▶ _REQUIREMENT_:
What lines in the material hold the string "current"? Return every one of them.
═══ RECORD EXTRACTS ═══
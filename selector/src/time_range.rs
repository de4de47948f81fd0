//! Time range selection.
//!
//! A selector is in one of six named states. The five relative presets are
//! resolved against the wall clock every time they are read, so two reads of
//! the same preset return different bounds as time passes. Results must not
//! be memoized across reads. `custom` is the only state backed by explicit
//! bounds.

use std::fmt::{self, Write};
use std::str::FromStr;

use chrono::{DateTime, Duration, TimeZone, Utc};
use serde::{Deserialize, Serialize};

use crate::{Error, Result};

/// Named time selections.
#[derive(Debug, Clone, Copy, PartialEq, Eq, Hash, Default, Serialize, Deserialize)]
pub enum TimeSelection {
    #[default]
    #[serde(rename = "lasthour")]
    LastHour,
    #[serde(rename = "lastday")]
    LastDay,
    #[serde(rename = "last3days")]
    Last3Days,
    #[serde(rename = "last7days")]
    Last7Days,
    #[serde(rename = "last14days")]
    Last14Days,
    #[serde(rename = "custom")]
    Custom,
}

impl TimeSelection {
    pub const ALL: [TimeSelection; 6] = [
        TimeSelection::LastHour,
        TimeSelection::LastDay,
        TimeSelection::Last3Days,
        TimeSelection::Last7Days,
        TimeSelection::Last14Days,
        TimeSelection::Custom,
    ];

    pub const fn key(&self) -> &'static str {
        match self {
            TimeSelection::LastHour => "lasthour",
            TimeSelection::LastDay => "lastday",
            TimeSelection::Last3Days => "last3days",
            TimeSelection::Last7Days => "last7days",
            TimeSelection::Last14Days => "last14days",
            TimeSelection::Custom => "custom",
        }
    }

    /// Display label for relative presets. `custom` is labelled by its bounds.
    pub const fn label(&self) -> &'static str {
        match self {
            TimeSelection::LastHour => "Last hour",
            TimeSelection::LastDay => "Last day",
            TimeSelection::Last3Days => "Last 3 days",
            TimeSelection::Last7Days => "Last 7 days",
            TimeSelection::Last14Days => "Last 14 days",
            TimeSelection::Custom => "Custom",
        }
    }

    pub const fn is_relative(&self) -> bool {
        !matches!(self, TimeSelection::Custom)
    }

    /// Lookback window for relative presets.
    pub fn duration(&self) -> Option<Duration> {
        match self {
            TimeSelection::LastHour => Some(Duration::hours(1)),
            TimeSelection::LastDay => Some(Duration::days(1)),
            TimeSelection::Last3Days => Some(Duration::days(3)),
            TimeSelection::Last7Days => Some(Duration::days(7)),
            TimeSelection::Last14Days => Some(Duration::days(14)),
            TimeSelection::Custom => None,
        }
    }

    /// The presets offered for direct selection (relative ones only).
    pub fn presets() -> impl Iterator<Item = TimeSelection> {
        Self::ALL.into_iter().filter(TimeSelection::is_relative)
    }
}

impl FromStr for TimeSelection {
    type Err = Error;

    fn from_str(s: &str) -> Result<Self> {
        Self::ALL
            .into_iter()
            .find(|sel| sel.key() == s)
            .ok_or_else(|| Error::UnknownTimeSelection(s.to_string()))
    }
}

impl fmt::Display for TimeSelection {
    fn fmt(&self, f: &mut fmt::Formatter<'_>) -> fmt::Result {
        f.write_str(self.key())
    }
}

/// An absolute interval in Unix milliseconds.
#[derive(Debug, Clone, Copy, PartialEq, Eq, Serialize, Deserialize)]
pub struct TimeRange {
    pub from: i64,
    pub to: i64,
}

impl TimeRange {
    /// Create a range, rejecting inverted bounds.
    pub fn new(from: i64, to: i64) -> Result<Self> {
        if from > to {
            return Err(Error::InvalidTimeRange { from, to });
        }
        Ok(Self { from, to })
    }

    /// The window `[now - duration, now]`.
    pub fn ending_at(now: DateTime<Utc>, duration: Duration) -> Self {
        let to = now.timestamp_millis();
        Self {
            from: to - duration.num_milliseconds(),
            to,
        }
    }

    pub const fn duration_ms(&self) -> i64 {
        self.to - self.from
    }

    /// Render as `from ⇒ to` using a chrono format string, in UTC.
    pub fn label(&self, format: &str) -> String {
        format!(
            "{} \u{21d2} {}",
            format_millis(self.from, format),
            format_millis(self.to, format)
        )
    }
}

/// Render `ms` with a chrono format, falling back to the raw milliseconds
/// when the instant is out of range or the format is invalid.
fn format_millis(ms: i64, format: &str) -> String {
    let Some(t) = Utc.timestamp_millis_opt(ms).single() else {
        return ms.to_string();
    };
    let mut out = String::new();
    match write!(out, "{}", t.format(format)) {
        Ok(()) => out,
        Err(_) => {
            tracing::debug!(format, "invalid time format");
            ms.to_string()
        }
    }
}

/// Tracks the current time selection and derives absolute bounds from it.
///
/// Precedence for the current selection: a locally chosen key, then the key
/// inherited from a previous query selection, then `lasthour`.
#[derive(Debug, Clone, Default)]
pub struct TimeRangeResolver {
    selected: Option<TimeSelection>,
    custom: Option<TimeRange>,
    inherited: Option<(TimeSelection, TimeRange)>,
}

impl TimeRangeResolver {
    pub fn new() -> Self {
        Self::default()
    }

    /// Seed from a previously emitted selection. Local choices still win.
    pub fn inherit(selection: TimeSelection, range: TimeRange) -> Self {
        Self {
            selected: None,
            custom: None,
            inherited: Some((selection, range)),
        }
    }

    /// The active selection.
    pub fn current(&self) -> TimeSelection {
        self.selected
            .or(self.inherited.map(|(sel, _)| sel))
            .unwrap_or_default()
    }

    /// Record the most recently emitted selection as the fallback for
    /// `custom` without explicit bounds.
    pub fn remember(&mut self, selection: TimeSelection, range: TimeRange) {
        self.inherited = Some((selection, range));
    }

    /// Switch to a named selection.
    pub fn select(&mut self, selection: TimeSelection) {
        self.selected = Some(selection);
    }

    /// Store explicit bounds and switch to `custom`.
    pub fn set_range(&mut self, from: i64, to: i64) -> Result<TimeRange> {
        let range = TimeRange::new(from, to).inspect_err(|err| {
            tracing::warn!(from, to, error = %err, "rejected explicit time range");
        })?;
        self.selected = Some(TimeSelection::Custom);
        self.custom = Some(range);
        Ok(range)
    }

    /// Resolve the current selection against the wall clock.
    pub fn resolve(&self) -> TimeRange {
        self.resolve_at(Utc::now())
    }

    /// Resolve the current selection against a given instant.
    pub fn resolve_at(&self, now: DateTime<Utc>) -> TimeRange {
        match self.current().duration() {
            Some(duration) => TimeRange::ending_at(now, duration),
            None => self.custom_range(now),
        }
    }

    /// Bounds backing `custom`: explicit, then inherited, then the instant `now`.
    fn custom_range(&self, now: DateTime<Utc>) -> TimeRange {
        if let Some(range) = self.custom {
            return range;
        }
        if let Some((_, range)) = self.inherited {
            return range;
        }
        let now = now.timestamp_millis();
        TimeRange { from: now, to: now }
    }

    /// Label for the current selection, rendering custom bounds with `format`.
    pub fn label(&self, format: &str) -> String {
        match self.current() {
            TimeSelection::Custom => self.custom_range(Utc::now()).label(format),
            sel => sel.label().to_string(),
        }
    }
}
═══
▶ _FINAL ANSWER_:
/// Tracks the current time selection and derives absolute bounds from it.
/// Precedence for the current selection: a locally chosen key, then the key
    pub fn current(&self) -> TimeSelection {
    /// Resolve the current selection against the wall clock.
    /// Resolve the current selection against a given instant.
        match self.current().duration() {
    /// Label for the current selection, rendering custom bounds with `format`.
        match self.current() {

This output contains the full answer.